The State of Democracy

Democracy is not a political philosophy
it is a state of mind
of the adult mind
a sense of responsibility
that the buck stops with the self
and not the State
that democratic state of shared adult responsibilities
does not yet exist in the collective mind

The state of democracy that we laud now
is a premature posture
a mind of the State
determined and ruled over by competing ideological constructs
tied as well to religious dogma
and rebellious protestations
we pass responsibility on to pseudo-representatives
the buck never stops with us
we blame the other
when things go awry

Democracy is tyranny by majority.

That’s an interesting view. So what isn’t tyranny?

It’s not a view - it’s fact. Pure majority rule is the essence of unrestricted democracy. If the 50 +1% vote to hang the other 49% - that’s democracy in action. There are no principles on which action can be directed or restricted - just the “will of the people” as represented by their majority–however wide or slim.

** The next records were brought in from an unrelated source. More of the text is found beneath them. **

//! In-memory page sort.

/// Slices of this length or shorter are finished with insertion sort.
const INSERTION_THRESHOLD: usize = 16;

/// Sorts integers in non-decreasing order in place.
///
/// Unstable partition-exchange sort driven by an explicit stack instead of recursion.
/// The smaller partition is always processed first and the larger one deferred, so the stack
/// never holds more than log2(n) ranges.
pub fn sort(items: &mut [i32]) {
    let mut pending: Vec<(usize, usize)> = Vec::new();
    let (mut lo, mut hi) = (0, items.len());

    loop {
        while hi - lo > INSERTION_THRESHOLD {
            let pivot = lo + partition(&mut items[lo..hi]);

            if pivot - lo < hi - pivot - 1 {
                pending.push((pivot + 1, hi));
                hi = pivot;
            } else {
                pending.push((lo, pivot));
                lo = pivot + 1;
            }
        }
        insertion_sort(&mut items[lo..hi]);

        match pending.pop() {
            Some((next_lo, next_hi)) => {
                lo = next_lo;
                hi = next_hi;
            }
            None => break,
        }
    }
}

/// Lomuto partition around the median of the first, middle and last items.
/// Returns the final pivot position. The slice must hold at least three items.
fn partition(items: &mut [i32]) -> usize {
    let last = items.len() - 1;
    let mid = last / 2;

    // items[0] <= items[last] <= items[mid]
    if items[mid] < items[0] {
        items.swap(mid, 0);
    }
    if items[last] < items[0] {
        items.swap(last, 0);
    }
    if items[mid] < items[last] {
        items.swap(mid, last);
    }

    let pivot = items[last];
    let mut store = 0;
    for idx in 0..last {
        if items[idx] < pivot {
            items.swap(store, idx);
            store += 1;
        }
    }
    items.swap(store, last);

    return store;
}

fn insertion_sort(items: &mut [i32]) {
    for idx in 1..items.len() {
        let item = items[idx];
        let mut pos = idx;
        while pos > 0 && items[pos - 1] > item {
            items[pos] = items[pos - 1];
            pos -= 1;
        }
        items[pos] = item;
    }
}

#[cfg(test)]
mod test {
    use rand::Rng;
    use rstest::*;

    use super::sort;

    #[rstest]
    #[case(vec![], vec![])]
    #[case(vec![1], vec![1])]
    #[case(vec![2, 1], vec![1, 2])]
    #[case(vec![9, 1, 8, 2, 7, 3, 6, 4, 5, 0], vec![0, 1, 2, 3, 4, 5, 6, 7, 8, 9])]
    #[case(vec![3, i32::MAX, -3, i32::MIN, 0], vec![i32::MIN, -3, 0, 3, i32::MAX])]
    fn test_sort(#[case] mut items: Vec<i32>, #[case] expected: Vec<i32>) {
        sort(&mut items);
        assert_eq!(items, expected);
    }

    #[rstest]
    #[case::ascending(Vec::from_iter(0..1000))]
    #[case::descending(Vec::from_iter((0..1000).rev()))]
    #[case::duplicates(Vec::from_iter((0..1000).map(|x| x % 7)))]
    #[case::constant(vec![5; 200])]
    #[case::organ_pipe(Vec::from_iter((0..500).chain((0..500).rev())))]
    fn test_sort_patterns(#[case] mut items: Vec<i32>) {
        let mut expected = items.clone();
        expected.sort();

        sort(&mut items);
        assert_eq!(items, expected);
    }

    #[rstest]
    fn test_sort_random() {
        let mut rng = rand::thread_rng();
        for len in [17, 100, 1024, 5000] {
            let mut items = Vec::from_iter((0..len).map(|_| rng.gen::<i32>()));
            let mut expected = items.clone();
            expected.sort();

            sort(&mut items);
            assert_eq!(items, expected);
        }
    }
}
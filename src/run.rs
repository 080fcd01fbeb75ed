//! Sorted runs and sequential access to integer files.

use std::fs;
use std::io::{self, prelude::*};

use byteorder::{BigEndian, ReadBytesExt};

use crate::page::INT_SIZE;

/// Contiguous, internally sorted region of an integer file.
/// Offset and length are measured in integers, not bytes.
#[derive(Debug, Clone, Copy, PartialEq, Eq)]
pub struct Run {
    offset: u64,
    len: u64,
}

impl Run {
    pub fn new(offset: u64, len: u64) -> Self {
        Run { offset, len }
    }

    pub fn offset(&self) -> u64 {
        self.offset
    }

    pub fn len(&self) -> u64 {
        self.len
    }

    pub fn is_empty(&self) -> bool {
        self.len == 0
    }

    /// Byte offset of the first integer of the run.
    pub fn byte_offset(&self) -> u64 {
        self.offset * INT_SIZE as u64
    }

    /// Byte offset just past the last integer of the run.
    pub fn byte_end(&self) -> u64 {
        (self.offset + self.len) * INT_SIZE as u64
    }
}

/// Returns the number of integers stored in `byte_len` bytes,
/// or [`None`] if the length is not a multiple of the integer size.
pub fn int_count(byte_len: u64) -> Option<u64> {
    if byte_len % INT_SIZE as u64 == 0 {
        Some(byte_len / INT_SIZE as u64)
    } else {
        None
    }
}

/// Sequential big-endian integer reader limited to a fixed number of bytes.
pub struct IntReader<R: Read> {
    reader: io::Take<R>,
}

impl<R: Read> IntReader<R> {
    /// Creates a reader yielding the integers stored in the first `byte_len` bytes of `reader`.
    pub fn new(reader: R, byte_len: u64) -> Self {
        IntReader {
            reader: reader.take(byte_len),
        }
    }
}

impl IntReader<io::BufReader<fs::File>> {
    /// Opens an integer file for sequential reading.
    ///
    /// # Arguments
    /// * `file` - Integer file, read from the beginning
    /// * `buf_size` - Read buffer size. If the parameter is [`None`] the default buffer size is used.
    pub fn open(mut file: fs::File, buf_size: Option<usize>) -> io::Result<Self> {
        let byte_len = file.metadata()?.len();
        if int_count(byte_len).is_none() {
            return Err(io::Error::new(
                io::ErrorKind::InvalidData,
                format!("file length {} is not a multiple of {}", byte_len, INT_SIZE),
            ));
        }
        file.rewind()?;

        let reader = match buf_size {
            Some(buf_size) => io::BufReader::with_capacity(buf_size, file),
            None => io::BufReader::new(file),
        };

        return Ok(IntReader::new(reader, byte_len));
    }
}

impl<R: Read> Iterator for IntReader<R> {
    type Item = io::Result<i32>;

    fn next(&mut self) -> Option<Self::Item> {
        if self.reader.limit() == 0 {
            None
        } else {
            Some(self.reader.read_i32::<BigEndian>())
        }
    }
}

/// Checks that the integers are in non-decreasing order.
/// Empty and single-item inputs are sorted.
pub fn is_sorted<I>(items: I) -> io::Result<bool>
where
    I: IntoIterator<Item = io::Result<i32>>,
{
    let mut prev: Option<i32> = None;
    for item in items {
        let item = item?;
        if let Some(prev) = prev {
            if item < prev {
                return Ok(false);
            }
        }
        prev = Some(item);
    }

    return Ok(true);
}
//! External sorter.

use log;
use std::error::Error;
use std::fmt;
use std::fmt::Display;
use std::fs;
use std::io::{self, prelude::*};
use std::mem;
use std::path::{Path, PathBuf};

use crate::merger::KWayMerger;
use crate::page::{PageCursor, PagePool, INT_SIZE};
use crate::quicksort;
use crate::run::{self, IntReader, Run};

/// Default number of page buffers.
pub const DEFAULT_BUFFERS: usize = 16;
/// Default page size in integers.
pub const DEFAULT_PAGE_SIZE: usize = 1024;
/// Smallest buffer count able to merge: two input pages and one output page.
pub const MIN_BUFFERS: usize = 3;

/// Sorting error.
#[derive(Debug)]
pub enum SortError {
    /// Temporary directory or file creation error.
    TempDir(io::Error),
    /// Common I/O error.
    IO(io::Error),
    /// File length is not a multiple of the integer size.
    InvalidLength { path: PathBuf, len: u64 },
    /// Sorter configuration error.
    InvalidConfig(&'static str),
    /// Merge passes stopped reducing the file to a sorted one.
    NotConverged { runs: usize },
}

impl Error for SortError {
    fn source(&self) -> Option<&(dyn Error + 'static)> {
        match &self {
            SortError::TempDir(err) => Some(err),
            SortError::IO(err) => Some(err),
            _ => None,
        }
    }
}

impl Display for SortError {
    fn fmt(&self, f: &mut fmt::Formatter<'_>) -> fmt::Result {
        match &self {
            SortError::TempDir(err) => write!(f, "temporary directory or file not created: {}", err),
            SortError::IO(err) => write!(f, "I/O operation failed: {}", err),
            SortError::InvalidLength { path, len } => write!(
                f,
                "file {} length {} is not a multiple of {}",
                path.display(),
                len,
                INT_SIZE
            ),
            SortError::InvalidConfig(msg) => write!(f, "invalid sorter configuration: {}", msg),
            SortError::NotConverged { runs } => write!(f, "merge did not converge ({} runs left)", runs),
        }
    }
}

/// Sorting summary.
#[derive(Debug, Clone, Copy, PartialEq, Eq)]
pub struct SortSummary {
    /// Number of sorted integers.
    pub items: u64,
    /// Number of runs produced by the partial sort pass.
    pub runs: usize,
    /// Number of merge passes performed.
    pub passes: usize,
}
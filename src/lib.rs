//! `page-sort` is a k-way external merge sort of binary integer files.
//!
//! External sorting is a class of sorting algorithms that can handle massive amounts of data. External sorting
//! is required when the data being sorted do not fit into the main memory (RAM) of a computer and instead must be
//! resided in slower external memory, usually a hard disk drive. For more information see
//! [External Sorting](https://en.wikipedia.org/wiki/External_sorting).
//!
//! # Overview
//!
//! The sorter works on flat files of big-endian 32-bit signed integers (no header, length a multiple of 4)
//! using a fixed number of page buffers:
//!
//! * **Partial sort pass:**
//!   the input is read one page at a time, each page is sorted in memory and appended to the output
//!   as an independent run.
//! * **Merge passes:**
//!   groups of up to *k* = `buffers - 1` runs are merged into one run, the remaining buffer collects
//!   merged output. Passes alternate between the output file and a scratch file, so a pass never writes
//!   to the file it reads from.
//! * **Convergence:**
//!   merge passes are repeated until a full scan of the file confirms non-decreasing order.
//!
//! Every `i32` value, including `i32::MIN` and `i32::MAX`, is sorted as ordinary data.
//!
//! # Example
//!
//! ```no_run
//! use std::path::Path;
//!
//! use page_sort::ExternalSorterBuilder;
//!
//! fn main() {
//!     let sorter = ExternalSorterBuilder::new()
//!         .with_buffers(8)
//!         .with_page_size(4096)
//!         .with_tmp_dir(Path::new("./"))
//!         .build()
//!         .unwrap();
//!
//!     let summary = sorter.sort(Path::new("input.bin"), Path::new("output.bin")).unwrap();
//!     println!("{} integers sorted in {} merge passes", summary.items, summary.passes);
//! }
//! ```

pub mod merger;
pub mod page;
pub mod quicksort;
pub mod run;
pub mod sort;

pub use merger::KWayMerger;
pub use page::{Page, PageCursor, PagePool};
pub use run::{IntReader, Run};
pub use sort::{sort_file, ExternalSorter, ExternalSorterBuilder, SortError, SortSummary};
//! Page buffers and cursors.

use std::cmp;
use std::io::{self, prelude::*, SeekFrom};

use byteorder::{BigEndian, ByteOrder};

/// Size of a single serialized integer in bytes.
pub const INT_SIZE: usize = 4;

/// Byte-offset cursor into a random-access file.
///
/// The cursor is independent of the file's own position: every page operation seeks to
/// the cursor offset first and advances the cursor by what was transferred.
#[derive(Debug, Default, Clone, Copy, PartialEq, Eq)]
pub struct PageCursor {
    offset: u64,
}

impl PageCursor {
    pub fn new(offset: u64) -> Self {
        PageCursor { offset }
    }

    /// Returns the current byte offset.
    pub fn offset(&self) -> u64 {
        self.offset
    }

    /// Moves the cursor forward by `bytes`.
    pub fn advance(&mut self, bytes: u64) {
        self.offset += bytes;
    }
}

/// Fixed-capacity page of integers. The unit of I/O and of in-memory sort.
///
/// A page read at the end of a file or a run holds fewer than `capacity` values; only the first
/// [`Page::len`] slots are meaningful and only those are written back.
pub struct Page {
    items: Vec<i32>,
    len: usize,
    raw: Vec<u8>,
}

impl Page {
    /// Allocates a page able to hold `capacity` integers.
    pub fn new(capacity: usize) -> Self {
        Page {
            items: vec![0; capacity],
            len: 0,
            raw: vec![0; capacity * INT_SIZE],
        }
    }

    pub fn capacity(&self) -> usize {
        self.items.len()
    }

    /// Returns the number of values the page holds.
    pub fn len(&self) -> usize {
        self.len
    }

    pub fn is_empty(&self) -> bool {
        self.len == 0
    }

    /// Checks if the page reached its capacity.
    pub fn is_full(&self) -> bool {
        self.len >= self.capacity()
    }

    /// Appends a value to the page. The page must not be full.
    pub fn push(&mut self, item: i32) {
        debug_assert!(!self.is_full(), "push to a full page");
        self.items[self.len] = item;
        self.len += 1;
    }

    pub fn clear(&mut self) {
        self.len = 0;
    }

    pub fn as_slice(&self) -> &[i32] {
        &self.items[..self.len]
    }

    pub fn as_mut_slice(&mut self) -> &mut [i32] {
        &mut self.items[..self.len]
    }

    /// Fills the page from `source` starting at the cursor offset.
    /// Reads at most `capacity` integers and never reads at or past the byte offset `end`.
    /// Returns the number of integers read, zero if the cursor already reached `end`.
    ///
    /// # Arguments
    /// * `source` - Random-access source to read from
    /// * `cursor` - Read cursor, advanced past the consumed bytes
    /// * `end` - Exclusive byte offset the read is bounded by
    pub fn read_from<R: Read + Seek>(&mut self, source: &mut R, cursor: &mut PageCursor, end: u64) -> io::Result<usize> {
        let available = end.saturating_sub(cursor.offset()) / INT_SIZE as u64;
        let count = cmp::min(available, self.capacity() as u64) as usize;

        self.len = count;
        if count == 0 {
            return Ok(0);
        }

        let bytes = count * INT_SIZE;
        source.seek(SeekFrom::Start(cursor.offset()))?;
        source.read_exact(&mut self.raw[..bytes])?;
        BigEndian::read_i32_into(&self.raw[..bytes], &mut self.items[..count]);
        cursor.advance(bytes as u64);

        return Ok(count);
    }

    /// Writes the page values to `sink` at the cursor offset and advances the cursor.
    pub fn write_to<W: Write + Seek>(&mut self, sink: &mut W, cursor: &mut PageCursor) -> io::Result<()> {
        if self.len == 0 {
            return Ok(());
        }

        let bytes = self.len * INT_SIZE;
        BigEndian::write_i32_into(&self.items[..self.len], &mut self.raw[..bytes]);
        sink.seek(SeekFrom::Start(cursor.offset()))?;
        sink.write_all(&self.raw[..bytes])?;
        cursor.advance(bytes as u64);

        return Ok(());
    }
}

/// Bounded pool of equally sized pages, allocated once per sort and reused by every pass.
pub struct PagePool {
    pages: Vec<Page>,
}

impl PagePool {
    /// Allocates `buffers` pages of `page_size` integers each.
    pub fn new(buffers: usize, page_size: usize) -> Self {
        PagePool {
            pages: Vec::from_iter((0..buffers).map(|_| Page::new(page_size))),
        }
    }

    /// Returns the number of pages in the pool.
    pub fn len(&self) -> usize {
        self.pages.len()
    }

    pub fn is_empty(&self) -> bool {
        self.pages.is_empty()
    }

    /// Returns the page used by the partial sort pass.
    pub fn working_page(&mut self) -> Option<&mut Page> {
        self.pages.first_mut()
    }

    /// Splits the pool into merge input pages and a single output page.
    pub fn merge_pages(&mut self) -> Option<(&mut [Page], &mut Page)> {
        let (output, inputs) = self.pages.split_last_mut()?;
        return Some((inputs, output));
    }
}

Constitutionally restricted democracy is the only way that we’ve discovered to even remotely hold back the tide of tyrannical despotism. The Constitution was designed to protect individual rights - to remove from the realm of “mob, pure democractic rule” the possibility of having those inalienable natural rights revoked on the whim of some democratically elected mob. In short, it subjugates the always amorphis and vague “society” to the individual - in contrast to almost all of human history where the individual was subjugated to, and often sacrificed by, the society or collective.

/Rant off

:stuck_out_tongue:

I see. So democracy’s OK as long as there’s a strong constitution to protect individual rights. Wish I knew of one.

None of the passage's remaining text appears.